Brennan related a story of meeting with the health minister of a foreign country and the minister said to him, “what we really need are the big breakthroughs.” Brennan shot back, “so do we.”
The AZ CEO continued: “Our experience with innovation is it’s incremental. We didn’t go from the Model T to the Mercedes 500 class in one step.... The bar for scientific innovation has been raised significantly.”
Personalized medicine—the right therapy for the right patient—is quickly emerging as one answer to various health challenges, including the innovation conundrum (incidentally, Brennan pointed to better science allowing companies to “kill products earlier” in the development cycle as a major reason for the low number of new molecular entity approvals over the last several years. Do with that what you want).
While there is still a lot of skeptical noise about turning a buzz word into real commercial success, it’s undeniable that the idea of customizeable therapy is gaining steam. HHS Secretary Michael Leavitt has made personalized medicine an agenda priority. Here is what he said during the Personalized Medicine Coalition’s annual meeting last March:
“It’s clear to me, and to many others in government and throughout the health care enterprise, that we’re on the threshold of a new era made possible by phenomenal leaps forward in two areas: first, new discoveries in bioscience, especially human genomics; and second, new tools in the computer age – meaning health information technology. These great leaps will enable us to give better care to all patients – by targeting the unique biology of every patient.”
HHS also issued a comprehensive report on the opportunities of personalized medicine last year to kick start the initiative. To read the full report, click here.
One thing I’ve found interesting is that a number of personalized medicine proponents are also comparative effectiveness proponents. Kind of odd since the two ideas are diametrically opposite each other. One looks at having the right medicine for the right patient while the other looks at comparing one therapy to another as they relate to a broad population and typically assigning a value to that comparison. Right? If you can better explain the relationship, click here to email me and I’ll blog about your response(s).

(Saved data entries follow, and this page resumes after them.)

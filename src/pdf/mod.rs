//! PDF processing layer
//!
//! This module provides PDF processing functionality using PDFium and
//! Tesseract.

mod ocr;
mod range;
mod reader;

pub use ocr::OcrEngine;
pub use range::PageRange;
pub use reader::{
    extract_page_images, extract_text, extract_text_via_ocr, image_id, OcrExtraction, PageImage,
    PageText, TextExtraction,
};
//! Integration tests for the PDF Reader MCP Server

use pdf_reader_mcp::pdf::{
    extract_page_images, extract_text, extract_text_via_ocr, image_id, PageRange, TextExtraction,
};
use pdf_reader_mcp::Error;
use std::io::Write;
use std::path::PathBuf;

fn fixture_path(name: &str) -> PathBuf {
    let mut path = PathBuf::from(env!("CARGO_MANIFEST_DIR"));
    path.push("tests");
    path.push("fixtures");
    path.push(name);
    path
}

/// Open the fixture, skipping the test when no PDFium library is installed
/// on this host.
fn open_fixture(start: i32, end: Option<i32>) -> Option<TextExtraction> {
    match extract_text(&fixture_path("dummy.pdf"), start, end) {
        Ok(extraction) => Some(extraction),
        Err(Error::Pdfium { reason }) if reason.contains("initialize PDFium") => None,
        Err(other) => panic!("unexpected error: {other}"),
    }
}

// ============================================================================
// Failure paths (no engine required)
// ============================================================================

#[test]
fn test_missing_file_not_found_for_all_operations() {
    let path = PathBuf::from("/nonexistent/path/file.pdf");

    assert!(matches!(
        extract_text(&path, 1, None),
        Err(Error::PdfNotFound { .. })
    ));
    assert!(matches!(
        extract_text_via_ocr(&path, 1, None, "eng", 300),
        Err(Error::PdfNotFound { .. })
    ));
    assert!(matches!(
        extract_page_images(&path, 1),
        Err(Error::PdfNotFound { .. })
    ));
}

#[test]
fn test_missing_file_message_names_the_path() {
    let err = extract_text(&PathBuf::from("/nonexistent/report.pdf"), 1, None).unwrap_err();
    assert!(err.to_string().contains("/nonexistent/report.pdf"));
}

#[test]
fn test_non_pdf_file_rejected_before_engine() {
    let mut file = tempfile::NamedTempFile::new().unwrap();
    file.write_all(b"plain text, not a PDF").unwrap();

    assert!(matches!(
        extract_text(file.path(), 1, None),
        Err(Error::InvalidPdf { .. })
    ));
    assert!(matches!(
        extract_page_images(file.path(), 1),
        Err(Error::InvalidPdf { .. })
    ));
}

#[test]
fn test_corrupt_pdf_fails_to_open() {
    let mut file = tempfile::NamedTempFile::new().unwrap();
    file.write_all(b"%PDF-1.4\ngarbage that is not a document").unwrap();

    // Fails in the engine (or at engine init when PDFium is absent);
    // either way the request errors instead of hanging or panicking.
    assert!(extract_text(file.path(), 1, None).is_err());
}

// ============================================================================
// Range normalization over a real document
// ============================================================================

#[test]
fn test_extract_text_full_document() {
    let Some(extraction) = open_fixture(1, None) else {
        return;
    };
    assert_eq!(extraction.page_count, 1);
    assert_eq!(extraction.pages.len(), 1);
    assert_eq!(extraction.pages[0].page_number, 1);
    assert!(extraction.pages[0].text.contains("Hello PDF"));
}

#[test]
fn test_extract_text_clamps_out_of_bounds_range() {
    let Some(extraction) = open_fixture(-3, Some(999)) else {
        return;
    };
    assert_eq!(extraction.pages.len(), 1);
    assert_eq!(extraction.pages[0].page_number, 1);
}

#[test]
fn test_extract_text_corrects_reversed_range() {
    let Some(forward) = open_fixture(1, Some(1)) else {
        return;
    };
    let reversed = extract_text(&fixture_path("dummy.pdf"), 1, Some(-5)).unwrap();
    assert_eq!(forward.pages.len(), reversed.pages.len());
}

#[test]
fn test_extract_text_trims_page_text() {
    let Some(extraction) = open_fixture(1, None) else {
        return;
    };
    let text = &extraction.pages[0].text;
    assert_eq!(text, text.trim());
}

// ============================================================================
// OCR fallback policy
// ============================================================================

#[test]
fn test_ocr_unavailable_language_falls_back_to_text_layer() {
    if open_fixture(1, None).is_none() {
        return;
    }

    // No traineddata exists for this language, so OCR fails for every page;
    // the request must still succeed with the text-layer content.
    let extraction =
        extract_text_via_ocr(&fixture_path("dummy.pdf"), 1, None, "zz-bogus", 300).unwrap();
    assert_eq!(extraction.page_count, 1);
    assert_eq!(extraction.extracted_pages, vec![1]);
    assert!(extraction.text.contains("Hello PDF"));
}

#[test]
fn test_ocr_result_shape() {
    if open_fixture(1, None).is_none() {
        return;
    }

    let extraction =
        extract_text_via_ocr(&fixture_path("dummy.pdf"), -2, Some(50), "zz-bogus", 150).unwrap();
    // Clamped range, ascending extracted page list, blank line after each page
    assert_eq!(extraction.extracted_pages, vec![1]);
    assert!(extraction.text.ends_with("\n\n"));
}

// ============================================================================
// Image extraction
// ============================================================================

#[test]
fn test_extract_images_page_out_of_range() {
    if open_fixture(1, None).is_none() {
        return;
    }

    let err = extract_page_images(&fixture_path("dummy.pdf"), 50).unwrap_err();
    match &err {
        Error::PageOutOfRange { page, total } => {
            assert_eq!(*page, 50);
            assert_eq!(*total, 1);
        }
        other => panic!("expected PageOutOfRange, got {other:?}"),
    }
    // Message carries both the requested value and the valid bounds
    let msg = err.to_string();
    assert!(msg.contains("50"));
    assert!(msg.contains("1-1"));
}

#[test]
fn test_extract_images_zero_page_rejected() {
    if open_fixture(1, None).is_none() {
        return;
    }

    assert!(matches!(
        extract_page_images(&fixture_path("dummy.pdf"), 0),
        Err(Error::PageOutOfRange { .. })
    ));
}

#[test]
fn test_extract_images_page_without_images_is_empty() {
    if open_fixture(1, None).is_none() {
        return;
    }

    let images = extract_page_images(&fixture_path("dummy.pdf"), 1).unwrap();
    assert!(images.is_empty());
}

#[test]
fn test_image_id_synthesis() {
    assert_eq!(image_id(1, 0), "p1_img0");
    assert_eq!(image_id(7, 3), "p7_img3");
}

// ============================================================================
// Range normalization (pure)
// ============================================================================

#[test]
fn test_page_range_public_api() {
    let range = PageRange::normalize(5, Some(2), 10);
    assert_eq!((range.start(), range.end()), (2, 5));

    let range = PageRange::normalize(-3, Some(999), 10);
    assert_eq!((range.start(), range.end()), (1, 10));

    let range = PageRange::normalize(1, None, 7);
    assert_eq!((range.start(), range.end()), (1, 7));

    assert!(PageRange::normalize(1, None, 0).is_empty());
}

Kennedy mentioned comparative effectiveness as a tool in the health care debate but it was hardly a ringing endorsement. “If we’re going to have a debate about health care cost issues are going to be front and center,” but said “it’s not enough to analyze one treatment for another.” He discussed regional disparities in cost for care, something Congressional Budget Office director Peter Orzag often cites on his personal campaign for a comparative effectiveness infrastructure.
It’s a funny scene seeing Ted Kennedy, arguably the drug industry’s most vocal critic in Congress over the course of the last 30-some years, standing up in front of an AstraZeneca banner essentially saying ‘we’re here to solve America’s health problems together.’ And it’s not just paying lip service. Kennedy is putting words into action by providing a roadmap for the drug industry to get more of their drugs approved at FDA with provisions in the FDA Amendments Act, as well as serving as a driving force for a fair and balanced approach to follow-on biologics.
He's not done either: "I'm committed to enacting genuine health care reform in the coming year."